[Saved data entries]
**********
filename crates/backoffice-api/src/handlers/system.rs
//! Service health

use crate::models::HealthResponse;
use crate::response::{ok, ApiResult};

/// Health check endpoint
#[utoipa::path(
    get,
    path = "/api/health",
    responses(
        (status = 200, description = "Service is healthy", body = HealthResponse)
    ),
    tag = "system"
)]
pub async fn health_check() -> ApiResult<HealthResponse> {
    ok(HealthResponse {
        status: "healthy".to_string(),
        version: env!("CARGO_PKG_VERSION").to_string(),
    })
}
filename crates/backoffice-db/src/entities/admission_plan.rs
//! AdmissionPlan entity: high-school enrolment plan per year

use sea_orm::entity::prelude::*;
use serde::{Deserialize, Serialize};

#[derive(Clone, Debug, PartialEq, DeriveEntityModel, Serialize, Deserialize)]
#[sea_orm(table_name = "high_school_admission_plans")]
pub struct Model {
    #[sea_orm(primary_key)]
    pub id: i32,

    pub year: i32,

    pub district_type: String,

    pub school_name: String,

    pub school_level: String,

    pub operation_nature: String,

    pub total_students: Option<i32>,

    pub boarding_students: Option<i32>,

    pub day_students: Option<i32>,

    #[sea_orm(column_type = "Text")]
    pub admission_scope: String,

    #[sea_orm(column_type = "Text")]
    pub remarks: String,

    pub acd_students: i32,

    pub ac_students: i32,

    pub d_students: i32,
}

#[derive(Copy, Clone, Debug, EnumIter, DeriveRelation)]
pub enum Relation {}

impl ActiveModelBehavior for ActiveModel {}
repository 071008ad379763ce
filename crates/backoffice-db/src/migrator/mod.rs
//! Database migrations

use sea_orm_migration::prelude::*;

mod m20250301_000001_init_schema;

pub struct Migrator;

#[async_trait::async_trait]
impl MigratorTrait for Migrator {
    fn migrations() -> Vec<Box<dyn MigrationTrait>> {
        vec![Box::new(m20250301_000001_init_schema::Migration)]
    }
}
**********
:: TO DO ::
Write each line above out exactly.

:: COMPLETED TASK ::
filename crates/backoffice-api/src/handlers/system.rs
//! Service health

use crate::models::HealthResponse;
use crate::response::{ok, ApiResult};

/// Health check endpoint
#[utoipa::path(
    get,
    path = "/api/health",
    responses(
        (status = 200, description = "Service is healthy", body = HealthResponse)
    ),
    tag = "system"
)]
pub async fn health_check() -> ApiResult<HealthResponse> {
    ok(HealthResponse {
        status: "healthy".to_string(),
        version: env!("CARGO_PKG_VERSION").to_string(),
    })
}
filename crates/backoffice-db/src/entities/admission_plan.rs
//! AdmissionPlan entity: high-school enrolment plan per year

use sea_orm::entity::prelude::*;
use serde::{Deserialize, Serialize};

#[derive(Clone, Debug, PartialEq, DeriveEntityModel, Serialize, Deserialize)]
#[sea_orm(table_name = "high_school_admission_plans")]
pub struct Model {
    #[sea_orm(primary_key)]
    pub id: i32,

    pub year: i32,

    pub district_type: String,

    pub school_name: String,

    pub school_level: String,

    pub operation_nature: String,

    pub total_students: Option<i32>,

    pub boarding_students: Option<i32>,

    pub day_students: Option<i32>,

    #[sea_orm(column_type = "Text")]
    pub admission_scope: String,

    #[sea_orm(column_type = "Text")]
    pub remarks: String,

    pub acd_students: i32,

    pub ac_students: i32,

    pub d_students: i32,
}

#[derive(Copy, Clone, Debug, EnumIter, DeriveRelation)]
pub enum Relation {}

impl ActiveModelBehavior for ActiveModel {}
repository 071008ad379763ce
filename crates/backoffice-db/src/migrator/mod.rs
//! Database migrations

use sea_orm_migration::prelude::*;

mod m20250301_000001_init_schema;

pub struct Migrator;

#[async_trait::async_trait]
impl MigratorTrait for Migrator {
    fn migrations() -> Vec<Box<dyn MigrationTrait>> {
        vec![Box::new(m20250301_000001_init_schema::Migration)]
    }
}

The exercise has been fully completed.